Fellow mountain bikers and trail users, a quick plea/reminder on recommended trail etiquette and usage for our shared trails in the area.

  1. STAY OFF WET TRAILS – our local trails get a lot of use.  Riding them when they are muddy or wet increases the damage to them by providing ruts for water to run in, enlarging puddles and preventing drainage.  General rule of thumb is 24 hours for each inch of rain received.  After 2 inches of rain, give the trail at least 2 days to dry out. Give trails even more time to evaporate if it is cold or freezing overnight.
    During freeze thaw cycles in the winter: Water expands as it freezes, loosening the soil, and breaking apart the protective packed dirt on the trail surface. Once the water melts, the saturated soil remains loosely packed, leaving deep mud. Frozen trails are great to ride on when they are completely frozen, but get off the trail before it thaws. Sun hitting a sub-freezing trail will melt it very quickly. You can encounter muddy trails when it is below freezing outside.If you can see your tire tracks in the ground, its too wet. Go ride gravel instead!
    Some gravel riding resources for the wet weather:
  2. RESPECT AND BE COURTEOUS to other trail users.
    1. Slow down when you encounter other trail users.
    2. Warn them you are coming with a bell or voice.  Do it early and give them time to process the warning.
    3. Smile and say hello.  Being friendly helps break down stereotypes of mean, aggressive riders.
    4. Whenever possible, pull off to the side of the trail and let walkers and runners go by.
    5. If a runner or walker has to step off the trail to let you pass, SAY THANK YOU!
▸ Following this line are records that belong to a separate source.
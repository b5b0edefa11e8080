//! Row fixtures shared by the integration tests.
#![allow(dead_code)]

use keyweave::prelude::*;
use std::rc::Rc;

///
/// Author
///

#[derive(Clone, Debug, PartialEq)]
pub struct Author {
    pub id: u64,
    pub handle: String,
    pub retired: bool,
}

impl Author {
    pub fn new(id: u64, handle: &str) -> Self {
        Self {
            id,
            handle: handle.to_string(),
            retired: false,
        }
    }

    pub fn with_handle(&self, handle: &str) -> Self {
        Self {
            handle: handle.to_string(),
            ..self.clone()
        }
    }
}

impl Row for Author {
    type Id = u64;

    fn id(&self) -> u64 {
        self.id
    }
}

///
/// Post
///
/// Keeps its prior snapshot so updates can be read through `Versioned`.
///

#[derive(Clone, Debug, PartialEq)]
pub struct Post {
    pub id: u64,
    pub author: Option<String>,
    pub prior: Option<Box<Self>>,
}

impl Post {
    pub fn new(id: u64, author: Option<&str>) -> Self {
        Self {
            id,
            author: author.map(str::to_string),
            prior: None,
        }
    }

    pub fn moved_to(&self, author: Option<&str>) -> Self {
        Self {
            id: self.id,
            author: author.map(str::to_string),
            prior: Some(Box::new(self.clone())),
        }
    }
}

impl Row for Post {
    type Id = u64;

    fn id(&self) -> u64 {
        self.id
    }
}

impl Versioned for Post {
    fn get_version(&self, version: RecordVersion) -> &Self {
        match version {
            RecordVersion::Current => self,
            RecordVersion::Previous => self.prior.as_deref().unwrap_or(self),
            RecordVersion::Original => {
                let mut oldest = self;
                while let Some(prior) = oldest.prior.as_deref() {
                    oldest = prior;
                }
                oldest
            }
        }
    }
}

/// Unique index over the handles of authors who are not retired.
pub fn author_handles() -> Rc<UniqueIndex<String, Author>> {
    UniqueIndex::builder("author.handle")
        .has_index(|row: &Author| row.handle.clone())
        .has_filter(|row: &Author| !row.retired)
        .build()
        .expect("author index config")
}

/// Foreign index from posts to author handles; anonymous posts are skipped.
pub fn post_authors(
    authors: &Rc<UniqueIndex<String, Author>>,
) -> Rc<ForeignIndex<String, Post, Author>> {
    ForeignIndex::builder("post.author", authors)
        .has_index(|row: &Post| row.author.clone().unwrap_or_default())
        .has_filter(|row: &Post| row.author.is_some())
        .build()
        .expect("post index config")
}
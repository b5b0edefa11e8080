
use super::{
    Applied, FilterFn, KeyFn, RowIndex, UniqueIndexBuilder,
    change::{DataAction, IndexChange, IndexListener, Listeners},
};
use crate::{
    error::IndexError,
    identity::IndexName,
    obs::sink::{MetricsEvent, record},
    row::{Row, RowChange},
};
use std::{cell::RefCell, collections::HashMap, fmt::Debug, hash::Hash, rc::Weak};
use tracing::{debug, trace};

///
/// UniqueIndex
///
/// Key -> row id mapping with enforced uniqueness. Dependents subscribe as
/// listeners and may veto deletes and re-keys before they are committed.
///

pub struct UniqueIndex<K, R: Row> {
    name: IndexName,
    key_fn: KeyFn<R, K>,
    filter_fn: FilterFn<R>,
    map: RefCell<HashMap<K, R::Id>>,
    listeners: Listeners<K>,
}

impl<K, R: Row> UniqueIndex<K, R> {
    #[must_use]
    pub fn name(&self) -> &str {
        self.name.as_str()
    }

    #[must_use]
    pub const fn index_name(&self) -> IndexName {
        self.name
    }
}

impl<K, R> UniqueIndex<K, R>
where
    K: Clone + Debug + Eq + Hash,
    R: Row + 'static,
{
    /// Start configuring a unique index.
    pub fn builder(name: impl Into<String>) -> UniqueIndexBuilder<K, R> {
        UniqueIndexBuilder::new(name)
    }
}

impl<K, R> UniqueIndex<K, R>
where
    K: Clone + Debug + Eq + Hash,
    R: Row,
{
    pub(crate) fn from_parts(name: IndexName, key_fn: KeyFn<R, K>, filter_fn: FilterFn<R>) -> Self {
        Self {
            name,
            key_fn,
            filter_fn,
            map: RefCell::new(HashMap::new()),
            listeners: Listeners::new(),
        }
    }

    /// Whether the row participates in this index at all.
    pub fn filter(&self, row: &R) -> bool {
        (self.filter_fn)(row)
    }

    pub fn get_key(&self, row: &R) -> K {
        (self.key_fn)(row)
    }

    #[must_use]
    pub fn find(&self, key: &K) -> Option<R::Id> {
        self.map.borrow().get(key).copied()
    }

    #[must_use]
    pub fn contains_key(&self, key: &K) -> bool {
        self.map.borrow().contains_key(key)
    }

    #[must_use]
    pub fn len(&self) -> usize {
        self.map.borrow().len()
    }

    #[must_use]
    pub fn is_empty(&self) -> bool {
        self.map.borrow().is_empty()
    }

    /// Snapshot of the indexed keys, in no particular order.
    #[must_use]
    pub fn keys(&self) -> Vec<K> {
        self.map.borrow().keys().cloned().collect()
    }

    #[must_use]
    pub fn listener_count(&self) -> usize {
        self.listeners.len()
    }

    // Register a dependent; dispatch order is subscription order.
    pub(crate) fn subscribe(&self, listener: Weak<dyn IndexListener<K>>) {
        self.listeners.subscribe(listener);
    }

    /// Insert a row under its key.
    pub fn add(&self, row: &R) -> Result<Applied, IndexError> {
        if !self.filter(row) {
            return Ok(Applied::Unchanged);
        }

        let key = self.get_key(row);
        if self.contains_key(&key) {
            return Err(self.duplicate(&key));
        }

        self.notify(DataAction::Add, None, Some(&key))?;

        trace!(index = %self.name, key = ?key, "unique insert");
        self.map.borrow_mut().insert(key, row.id());
        record(MetricsEvent::UniqueInsert { index: self.name() });

        Ok(Applied::Inserted)
    }

    /// Remove a row's key. Rows that are not members are ignored.
    pub fn remove(&self, row: &R) -> Result<Applied, IndexError> {
        if !self.filter(row) {
            return Ok(Applied::Unchanged);
        }

        let key = self.get_key(row);
        if !self.owns(&key, row.id()) {
            return Ok(Applied::Unchanged);
        }

        self.notify(DataAction::Delete, Some(&key), None)?;

        trace!(index = %self.name, key = ?key, "unique remove");
        self.map.borrow_mut().remove(&key);
        record(MetricsEvent::UniqueRemove { index: self.name() });

        Ok(Applied::Removed)
    }

    /// Move a row from its previous key to its current key.
    pub fn update(&self, change: RowChange<'_, R>) -> Result<Applied, IndexError> {
        let previous_key = self.get_key(change.previous);
        let current_key = self.get_key(change.current);
        if previous_key == current_key {
            return Ok(Applied::Unchanged);
        }

        // Phase 1: validate the candidate change.
        let id = change.id();
        let previous_owned = self.filter(change.previous) && self.owns(&previous_key, id);
        let current_in = self.filter(change.current);
        if !previous_owned && !current_in {
            return Ok(Applied::Unchanged);
        }

        if current_in && self.contains_key(&current_key) {
            return Err(self.duplicate(&current_key));
        }

        // Phase 2: let dependents veto.
        self.notify(
            DataAction::Update,
            previous_owned.then_some(&previous_key),
            current_in.then_some(&current_key),
        )?;

        // Phase 3: commit.
        trace!(
            index = %self.name,
            previous = ?previous_key,
            current = ?current_key,
            "unique rekey"
        );
        let mut map = self.map.borrow_mut();
        if previous_owned {
            map.remove(&previous_key);
        }
        if current_in {
            map.insert(current_key, id);
        }
        drop(map);
        record(MetricsEvent::UniqueRekey { index: self.name() });

        Ok(Applied::from_parts(previous_owned, current_in))
    }

    fn owns(&self, key: &K, id: R::Id) -> bool {
        self.map.borrow().get(key) == Some(&id)
    }

    fn notify(
        &self,
        action: DataAction,
        previous: Option<&K>,
        current: Option<&K>,
    ) -> Result<(), IndexError> {
        self.listeners.dispatch(&IndexChange {
            index: self.name(),
            action,
            previous,
            current,
        })
    }

    fn duplicate(&self, key: &K) -> IndexError {
        debug!(index = %self.name, key = ?key, "duplicate unique key rejected");
        record(MetricsEvent::UniqueViolation { index: self.name() });

        IndexError::duplicate_key(self.name(), key)
    }
}

impl<K, R> RowIndex<R> for UniqueIndex<K, R>
where
    K: Clone + Debug + Eq + Hash,
    R: Row,
{
    fn index_name(&self) -> &str {
        self.name()
    }

    fn add(&self, row: &R) -> Result<Applied, IndexError> {
        Self::add(self, row)
    }

    fn remove(&self, row: &R) -> Result<Applied, IndexError> {
        Self::remove(self, row)
    }

    fn update(&self, change: RowChange<'_, R>) -> Result<Applied, IndexError> {
        Self::update(self, change)
    }
}

impl<K, R: Row> Debug for UniqueIndex<K, R> {
    fn fmt(&self, f: &mut std::fmt::Formatter<'_>) -> std::fmt::Result {
        f.debug_struct("UniqueIndex")
            .field("name", &self.name)
            .field("len", &self.map.borrow().len())
            .finish_non_exhaustive()
    }
}
//! ## Crate layout
//! - `core`: unique and foreign indices, row mutations, errors, and
//!   observability.
//!
//! The `prelude` module mirrors the surface used by table code that owns
//! rows and keeps their indices in step.

pub use keyweave_core as core;

//
// Consts
//

/// Workspace version re-export for downstream tooling/tests.
pub const VERSION: &str = env!("CARGO_PKG_VERSION");

//
// Re-exports
//

pub use crate::core::{
    error::{ErrorClass, IndexConfigError, IndexError},
    identity::{IndexName, IndexNameError},
    index::{
        Applied, DataAction, ForeignIndex, IndexChange, IndexListener, RowIndex, UniqueIndex,
    },
    mutation::{self, RowMutation},
    obs::{
        EventReport, MetricsEvent, MetricsSink, metrics_report, metrics_reset_all,
        with_metrics_sink,
    },
    row::{RecordVersion, Row, RowChange, Versioned},
};

///
/// Prelude
///

pub mod prelude {
    pub use crate::core::prelude::*;
    pub use crate::core::{error::IndexError, index::IndexListener as _};
}
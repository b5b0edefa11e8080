//! Shared row fixtures for unit tests.

use crate::{
    index::{ForeignIndex, UniqueIndex},
    row::{RecordVersion, Row, Versioned},
};
use std::rc::Rc;

// Walk a snapshot chain down to its oldest entry.
fn original<T>(row: &T, previous: impl Fn(&T) -> Option<&T>) -> &T {
    let mut current = row;
    while let Some(older) = previous(current) {
        current = older;
    }

    current
}

///
/// Customer
///

#[derive(Clone, Debug, PartialEq)]
pub(crate) struct Customer {
    pub(crate) id: u32,
    pub(crate) code: String,
    pub(crate) active: bool,
    pub(crate) previous: Option<Box<Self>>,
}

impl Customer {
    pub(crate) fn new(id: u32, code: &str) -> Self {
        Self {
            id,
            code: code.to_string(),
            active: true,
            previous: None,
        }
    }

    // Next version with a different code.
    pub(crate) fn rekeyed(&self, code: &str) -> Self {
        Self {
            code: code.to_string(),
            previous: Some(Box::new(self.clone())),
            ..self.clone()
        }
    }

    pub(crate) fn deactivated(&self) -> Self {
        Self {
            active: false,
            previous: Some(Box::new(self.clone())),
            ..self.clone()
        }
    }
}

impl Row for Customer {
    type Id = u32;

    fn id(&self) -> u32 {
        self.id
    }
}

impl Versioned for Customer {
    fn get_version(&self, version: RecordVersion) -> &Self {
        match version {
            RecordVersion::Current => self,
            RecordVersion::Previous => self.previous.as_deref().unwrap_or(self),
            RecordVersion::Original => original(self, |row| row.previous.as_deref()),
        }
    }
}

///
/// Order
///

#[derive(Clone, Debug, PartialEq)]
pub(crate) struct Order {
    pub(crate) id: u32,
    pub(crate) customer: Option<String>,
    pub(crate) previous: Option<Box<Self>>,
}

impl Order {
    pub(crate) fn new(id: u32, customer: Option<&str>) -> Self {
        Self {
            id,
            customer: customer.map(str::to_string),
            previous: None,
        }
    }

    pub(crate) fn reassigned(&self, customer: Option<&str>) -> Self {
        Self {
            id: self.id,
            customer: customer.map(str::to_string),
            previous: Some(Box::new(self.clone())),
        }
    }
}

impl Row for Order {
    type Id = u32;

    fn id(&self) -> u32 {
        self.id
    }
}

impl Versioned for Order {
    fn get_version(&self, version: RecordVersion) -> &Self {
        match version {
            RecordVersion::Current => self,
            RecordVersion::Previous => self.previous.as_deref().unwrap_or(self),
            RecordVersion::Original => original(self, |row| row.previous.as_deref()),
        }
    }
}

/// Unique index over active customer codes.
pub(crate) fn customer_pk() -> Rc<UniqueIndex<String, Customer>> {
    UniqueIndex::builder("customer.pk")
        .has_index(|row: &Customer| row.code.clone())
        .has_filter(|row: &Customer| row.active)
        .build()
        .expect("customer index config")
}

/// Foreign index from orders to customers; unassigned orders are skipped.
pub(crate) fn order_customer_fk(
    customers: &Rc<UniqueIndex<String, Customer>>,
) -> Rc<ForeignIndex<String, Order, Customer>> {
    ForeignIndex::builder("order.customer", customers)
        .has_index(|row: &Order| row.customer.clone().unwrap_or_default())
        .has_filter(|row: &Order| row.customer.is_some())
        .build()
        .expect("order index config")
}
We are sharing the local trails with other users.  We are trying to build a community where mountain bikers are considered positively, as stewards of the trails, not as a threat.

I’ve been told recently by several hikers and runners that they have encountered rude bikers who do not slow down, do not warn them they are coming, do not say thank you for getting out of their way. This has made them scared to use the trails.

All it takes is several bad examples to sour all the work CAMBC is doing to gain access to, and become trusted advisors of our local trail systems and their owners and managers.

Thanks for your consideration, and thank you for supporting CAMBC.